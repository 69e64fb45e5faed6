use crate::{
    AppState,
    auth::AuthUser,
    error::AppError,
    models::{CreateMovieRequest, Movie, MovieFilter, UpdateMovieRequest},
};
use axum::{
    Json,
    extract::{Path, Query, State},
    http::StatusCode,
};

/// list_movies
///
/// [Public Route] Lists movies, optionally filtered by category, classification and a
/// case-insensitive title search.
#[utoipa::path(
    get,
    path = "/api/peliculas",
    params(MovieFilter),
    responses((status = 200, description = "Movies", body = [Movie]))
)]
pub async fn list_movies(
    State(state): State<AppState>,
    Query(filter): Query<MovieFilter>,
) -> Result<Json<Vec<Movie>>, AppError> {
    Ok(Json(state.repo.list_movies(filter).await?))
}

/// get_movie
///
/// [Public Route]
#[utoipa::path(
    get,
    path = "/api/peliculas/{id}",
    params(("id" = i32, Path, description = "Movie ID")),
    responses(
        (status = 200, description = "Found", body = Movie),
        (status = 404, description = "Not Found")
    )
)]
pub async fn get_movie(
    State(state): State<AppState>,
    Path(id): Path<i32>,
) -> Result<Json<Movie>, AppError> {
    state
        .repo
        .get_movie(id)
        .await?
        .map(Json)
        .ok_or(AppError::NotFound("movie"))
}

/// create_movie
///
/// [Authenticated Route] Category and classification ids, when given, must exist (409 otherwise).
#[utoipa::path(
    post,
    path = "/api/peliculas",
    request_body = CreateMovieRequest,
    responses(
        (status = 201, description = "Created", body = Movie),
        (status = 400, description = "Invalid title or duration"),
        (status = 409, description = "Unknown category or classification")
    )
)]
pub async fn create_movie(
    user: AuthUser,
    State(state): State<AppState>,
    Json(payload): Json<CreateMovieRequest>,
) -> Result<(StatusCode, Json<Movie>), AppError> {
    payload.validate().map_err(AppError::BadRequest)?;
    let movie = state.repo.create_movie(payload).await?;
    tracing::info!(user_id = user.id, movie_id = movie.id, "movie created");
    Ok((StatusCode::CREATED, Json(movie)))
}

/// update_movie
///
/// [Authenticated Route] Partial update.
#[utoipa::path(
    put,
    path = "/api/peliculas/{id}",
    params(("id" = i32, Path, description = "Movie ID")),
    request_body = UpdateMovieRequest,
    responses(
        (status = 200, description = "Updated", body = Movie),
        (status = 404, description = "Not Found")
    )
)]
pub async fn update_movie(
    _user: AuthUser,
    State(state): State<AppState>,
    Path(id): Path<i32>,
    Json(payload): Json<UpdateMovieRequest>,
) -> Result<Json<Movie>, AppError> {
    payload.validate().map_err(AppError::BadRequest)?;
    state
        .repo
        .update_movie(id, payload)
        .await?
        .map(Json)
        .ok_or(AppError::NotFound("movie"))
}

/// delete_movie
///
/// [Authenticated Route]
#[utoipa::path(
    delete,
    path = "/api/peliculas/{id}",
    params(("id" = i32, Path, description = "Movie ID")),
    responses(
        (status = 204, description = "Deleted"),
        (status = 404, description = "Not Found")
    )
)]
pub async fn delete_movie(
    user: AuthUser,
    State(state): State<AppState>,
    Path(id): Path<i32>,
) -> Result<StatusCode, AppError> {
    if state.repo.delete_movie(id).await? {
        tracing::info!(user_id = user.id, movie_id = id, "movie deleted");
        Ok(StatusCode::NO_CONTENT)
    } else {
        Err(AppError::NotFound("movie"))
    }
}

Exercise aim ▸
State the number of lines in the data above containing the string "AuthUser" and nothing more.

Task solution ▸
4